OPINION:
Washington usually lives up to its reputation as a place where time stands still when all people in all the other places want to move, if not at warp speed, faster than Congress will. The Democrats, still as addled as the famous duck hit on the head by the farmer’s wife with a long-handled wooden spoon, are still trying to get through the famous five stages of grief: denial, anger, bargaining, depression and acceptance. They’re still stuck on denial. How could such a thing happen when we’re so wise, so good, so compassionate, so sincere?
These are the stages of grief that Elisabeth Kubler-Ross, the late and eminent Swiss psychiatrist who pioneered near-death studies, came up with in her book “On Death and Dying,” which was written to help women facing new lives as widows. But the categories can be applied accurately as well to life in Washington, where losers usually regard defeat and going back to Peoria as something considerably worse than death. Losing is doom writ large when applied to whole political parties.

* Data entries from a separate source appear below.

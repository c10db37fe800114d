//! # Quarry
//!
//! A relational query engine: an immutable relation builder, a SQL compiler
//! for PostgreSQL, MySQL and SQLite, N+1-free association loading, and
//! idempotent schema and seed scripts.
//!
//! Quarry provides:
//! - [`query`]: conditions, [`Relation`]s, the compiler, the model registry
//!   and the batched association loader, all over an abstract [`Executor`]
//! - [`migrate`]: migration and seed descriptions compiled to SQL that is
//!   safe to run more than once
//! - [`config`]: `quarry.toml` loading
//!
//! ## Quick Start
//!
//! ```rust
//! use quarry::prelude::*;
//!
//! let registry = ModelRegistry::builder()
//!     .register("User", ModelMeta::new("users").has_many("posts", "Post", "user_id"))
//!     .register("Post", ModelMeta::new("posts").belongs_to("author", "User", "user_id"))
//!     .build()
//!     .unwrap();
//! assert_eq!(registry.len(), 2);
//!
//! let rel = Relation::new()
//!     .r#where([("active", true)])
//!     .includes(["posts"])
//!     .limit(20);
//! let (sql, _) = rel.to_sql(Dialect::PostgreSQL, "users").unwrap();
//! assert_eq!(sql, "SELECT * FROM users WHERE active = $1 LIMIT 20");
//! ```
//!
//! Execution needs an [`Executor`] implementation for the target database;
//! see [`Client`].

#![cfg_attr(docsrs, feature(doc_cfg))]
#![deny(rustdoc::broken_intra_doc_links)]

pub mod config;

/// Relation building, SQL compilation and association loading.
pub mod query {
    pub use quarry_query::*;
}

/// Schema and seed script generation.
pub mod migrate {
    pub use quarry_migrate::*;
}

pub use config::{ConfigError, QuarryConfig};
pub use quarry_migrate::{GeneratorOptions, MigrationError, MigrationSource, Script};
pub use quarry_query::{
    Client, Condition, Dialect, Executor, IncludeSpec, ModelMeta, ModelRegistry, QueryError,
    QueryResult, Record, Relation, Value,
};

/// Prelude module for convenient imports.
pub mod prelude {
    pub use crate::config::QuarryConfig;
    pub use quarry_migrate::{generate_schema, generate_seeds, GeneratorOptions, MigrationSource};
    pub use quarry_query::prelude::*;
}
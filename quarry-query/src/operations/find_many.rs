//! FindMany operation for querying multiple records.

use tracing::debug;

use super::ModelClient;
use crate::compiler;
use crate::error::QueryResult;
use crate::query::Relation;
use crate::relations::RelationLoader;
use crate::row::Record;
use crate::traits::Executor;
use crate::value::Value;

/// A query operation that finds multiple records.
///
/// # Example
///
/// ```rust,ignore
/// let users = client
///     .model("User")?
///     .find_many(&Relation::new().r#where([("active", true)]).includes(["posts"]))
///     .await?;
/// ```
pub struct FindManyOperation<'a, E: Executor> {
    model: &'a ModelClient<'a, E>,
    relation: Relation,
}

impl<'a, E: Executor> FindManyOperation<'a, E> {
    /// Create a new FindMany operation.
    pub fn new(model: &'a ModelClient<'a, E>, relation: Relation) -> Self {
        Self { model, relation }
    }

    /// Build the SQL query.
    pub fn build_sql(&self) -> QueryResult<(String, Vec<Value>)> {
        compiler::compile(
            &self.relation,
            self.model.client().dialect(),
            self.model.table(),
        )
    }

    /// Execute the query, then eager load the relation's includes.
    pub async fn exec(self) -> QueryResult<Vec<Record>> {
        let (sql, values) = self.build_sql()?;
        let client = self.model.client();
        crate::quarry_trace!(model = %self.model.name(), sql = %sql, "executing find_many");

        let output = client
            .executor()
            .execute(&sql, values)
            .await
            .map_err(|e| e.with_model(self.model.name()).with_sql(&sql))?;

        let mut records: Vec<Record> = output
            .rows
            .into_iter()
            .map(|row| Record::new(self.model.name(), row))
            .collect();
        debug!(model = %self.model.name(), rows = records.len(), "find_many");

        let includes = self.relation.include_specs();
        if !includes.is_empty() && !records.is_empty() {
            RelationLoader::new(client.executor(), client.registry(), client.dialect())
                .load(self.model.name(), &mut records, includes)
                .await?;
        }

        Ok(records)
    }
}
//! # quarry-query
//!
//! Query compilation and association loading for quarry.
//!
//! This crate provides:
//! - An immutable, chainable [`Relation`] builder (`where`, `not`, `or`,
//!   `order`, `limit`, `offset`, `select`, `distinct`, `includes`)
//! - A pure SQL compiler producing SQL text plus positional values for
//!   PostgreSQL (`$1`), MySQL and SQLite (`?`)
//! - A [`ModelRegistry`] of tables and associations, validated once at startup
//! - A batched association loader that issues one query per association per
//!   nesting level
//! - Model-bound operations (`find_many`, `find`, `find_by`, `first`, `last`,
//!   `count`, `create`) over an abstract [`Executor`]
//!
//! ## Relations
//!
//! ```rust
//! use quarry_query::{Dialect, Relation, SortOrder, Value};
//!
//! let rel = Relation::new()
//!     .r#where([("active", true)])
//!     .r#where([("id", vec![1, 2, 3])])
//!     .order(("created_at", SortOrder::Desc))
//!     .limit(10);
//!
//! let (sql, values) = rel.to_sql(Dialect::PostgreSQL, "users").unwrap();
//! assert_eq!(
//!     sql,
//!     "SELECT * FROM users WHERE active = $1 AND id IN ($2, $3, $4) ORDER BY created_at DESC LIMIT 10"
//! );
//! assert_eq!(values[0], Value::Bool(true));
//! ```
//!
//! ## Negation and alternatives
//!
//! ```rust
//! use quarry_query::{Dialect, Relation};
//!
//! let rel = Relation::new()
//!     .not([("role", "bot")])
//!     .or([("id", 1)]);
//!
//! let (sql, _) = rel.to_sql(Dialect::SQLite, "users").unwrap();
//! assert_eq!(sql, "SELECT * FROM users WHERE (NOT (role = ?)) OR (id = ?)");
//! ```
//!
//! ## Counting
//!
//! ```rust
//! use quarry_query::{Dialect, Relation};
//!
//! let rel = Relation::new().distinct().select(["role"]).limit(5);
//! let (sql, _) = rel.to_count_sql(Dialect::MySQL, "users").unwrap();
//! assert_eq!(sql, "SELECT COUNT(DISTINCT role) as count FROM users");
//! ```
//!
//! ## Error Handling
//!
//! ```rust
//! use quarry_query::{Dialect, ErrorCode, Relation};
//!
//! let rel = Relation::new().where_raw("age BETWEEN ? AND ?", [18]);
//! let err = rel.to_sql(Dialect::SQLite, "users").unwrap_err();
//! assert_eq!(err.code, ErrorCode::InvalidCondition);
//! ```

pub mod compiler;
pub mod error;
pub mod filter;
pub mod logging;
pub mod operations;
pub mod pagination;
pub mod query;
pub mod relations;
pub mod row;
pub mod sql;
pub mod traits;
pub mod types;
pub mod value;

pub use compiler::{compile, compile_count, compile_with, CompileOptions};
pub use error::{ErrorCode, ErrorContext, QueryError, QueryResult};
pub use filter::{Condition, ConditionTree, Conjunct, IntoConditions, MemoryFilter};
pub use logging::{LogFormat, LogLevel};
pub use operations::{Client, ModelClient};
pub use pagination::Pagination;
pub use query::{Alternative, Relation};
pub use relations::{
    AssociationKind, AssociationMeta, IncludeSpec, ModelMeta, ModelRegistry, ModelRegistryBuilder,
    RelationLoader,
};
pub use row::{Association, Record, Row};
pub use sql::{Dialect, SqlBuilder};
pub use traits::{Executor, QueryOutput};
pub use types::{OrderBy, OrderByField, SortOrder};
pub use value::{Operand, Value};

/// Prelude for convenient imports.
pub mod prelude {
    pub use crate::error::{QueryError, QueryResult};
    pub use crate::filter::{eq, is_in, is_null, raw, Condition};
    pub use crate::operations::{Client, ModelClient};
    pub use crate::query::Relation;
    pub use crate::relations::{IncludeSpec, ModelMeta, ModelRegistry};
    pub use crate::row::{Association, Record};
    pub use crate::sql::Dialect;
    pub use crate::traits::{Executor, QueryOutput};
    pub use crate::types::SortOrder;
    pub use crate::value::Value;
}
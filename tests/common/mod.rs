//! SQLite-backed executor shared by the integration tests.

#![allow(dead_code)]

use std::sync::Mutex;

use async_trait::async_trait;
use quarry::query::{Executor, QueryError, QueryOutput, QueryResult, Row, Value};
use rusqlite::types::Value as SqliteValue;
use rusqlite::{params_from_iter, Connection};

pub struct SqliteExecutor {
    conn: Mutex<Connection>,
}

impl SqliteExecutor {
    pub fn open() -> Self {
        Self {
            conn: Mutex::new(Connection::open_in_memory().unwrap()),
        }
    }

    pub fn count(&self, table: &str) -> i64 {
        self.conn
            .lock()
            .unwrap()
            .query_row(&format!("SELECT COUNT(*) FROM {}", table), [], |r| r.get(0))
            .unwrap()
    }

    pub fn columns(&self, table: &str) -> Vec<String> {
        let conn = self.conn.lock().unwrap();
        let mut stmt = conn
            .prepare(&format!("SELECT name FROM pragma_table_info('{}')", table))
            .unwrap();
        let columns: Vec<String> = stmt
            .query_map([], |r| r.get(0))
            .unwrap()
            .collect::<Result<_, _>>()
            .unwrap();
        columns
    }
}

fn to_sqlite(value: Value) -> SqliteValue {
    match value {
        Value::Null => SqliteValue::Null,
        Value::Bool(b) => SqliteValue::Integer(b as i64),
        Value::Int(i) => SqliteValue::Integer(i),
        Value::Float(f) => SqliteValue::Real(f),
        Value::String(s) => SqliteValue::Text(s),
        Value::Timestamp(t) => SqliteValue::Text(t.to_rfc3339()),
    }
}

fn from_sqlite(value: SqliteValue) -> Value {
    match value {
        SqliteValue::Null => Value::Null,
        SqliteValue::Integer(i) => Value::Int(i),
        SqliteValue::Real(f) => Value::Float(f),
        SqliteValue::Text(s) => Value::String(s),
        SqliteValue::Blob(_) => Value::Null,
    }
}

fn db_error(e: rusqlite::Error) -> QueryError {
    QueryError::database(e.to_string())
}

#[async_trait]
impl Executor for SqliteExecutor {
    async fn execute(&self, sql: &str, values: Vec<Value>) -> QueryResult<QueryOutput> {
        let conn = self.conn.lock().unwrap();
        let mut stmt = conn.prepare(sql).map_err(db_error)?;
        let params = params_from_iter(values.into_iter().map(to_sqlite));

        if stmt.column_count() == 0 {
            let affected = stmt.execute(params).map_err(db_error)?;
            return Ok(QueryOutput::affected(
                affected as u64,
                Some(Value::Int(conn.last_insert_rowid())),
            ));
        }

        let names: Vec<String> = stmt.column_names().into_iter().map(String::from).collect();
        let mut rows = stmt.query(params).map_err(db_error)?;
        let mut out = Vec::new();
        while let Some(row) = rows.next().map_err(db_error)? {
            let mut record = Row::default();
            for (i, name) in names.iter().enumerate() {
                let value: SqliteValue = row.get(i).map_err(db_error)?;
                record.insert(name.clone(), from_sqlite(value));
            }
            out.push(record);
        }
        Ok(QueryOutput::from_rows(out))
    }
}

Nancy Pelosi, who dreams the impossible dream of watching the Democrats take back the House of Representatives in the lifetime of nearly everybody now alive on Capitol Hill, is splashing about, struggling piteously, drowning in denial. “I do not believe what happened the other night is a wave,” she said a full week after the wave washed away Democrats in Congress in wholesale numbers. “I do not believe what happened the other night is a wave of approval for the Republicans. I wish them congratulations, they won the election, but there was no wave of approval for anybody. There was an ebbing, an ebb tide, for us.” That was some tide, some ebb.
President Obama feels no responsibility for the remarkable Democratic losses. Nothing has changed. Everyone likes his medicine; he just needs to freshen up the label. He’s moving full speed ahead with his immigration “reform,” to admit millions of illegals to permanent residence, with citizenship and full voting rights soon afterward. He said some things after the full extent of Democratic misery became known — he knows words, after all, if not necessarily what some of them actually mean — that sounded conciliatory. He’s eager to work with Congress, he applauds how democracy works, he wants to make the last two years of his presidency as productive as possible, blah, blah, blah. But these words were followed by others that make it clear that conciliation is for sissies, and a man must have his confrontations.
“Congress will pass some bills that I cannot sign,” he said at a press conference on the miserable morning after. “I’m pretty sure I’ll take some actions that some in Congress will not like.” He sounded like a man who can’t wait.
The president clearly doesn’t want advice to the contrary, or to channel previous presidents who had to come to terms with unpleasant reality and work through the five stages of grief to the ultimate, full acceptance.
Thomas “Mack” McLarty, an international trade consultant who was chief of staff in Bill Clinton’s first term, offered some good Arkansas horse sense to the president the other day in an op-ed essay in The Wall Street Journal. Maybe somebody at the White House could slip into the Oval Office to put a copy on his desk.
The last two years of a second term can be among the most eventful, he wrote a few days before November. “President Reagan negotiated an arms deal with the Soviet Union. President Clinton led a war in Kosovo and sealed a trade pact with China. President George W. Bush authorized the ’surge’ in Iraq and unprecedented steps to combat a global financial meltdown.
“These lame ducks could fly. For President Obama, the runway after [the elections] is strewn with obstacles. But he has some of the same opportunities that his predecessors seized. And, if anything, the costs of not acting have risen, at home and abroad. The American people are demanding leadership that only the president, in co-operation with Congress, can provide.”
Alas, the Democrats are more likely to take the example of denial of the Southern belle in an essay by Florence King, the eminent scholar of literature and human foibles. Miss King’s belle returned to Mississippi after a weekend in Manhattan and explained to her mother how she had not really lost her maidenly innocence. “I was drunk,” she said, “and I was not lying down. And besides, it happened in New York.”
Wesley Pruden is editor emeritus of The Washington Times.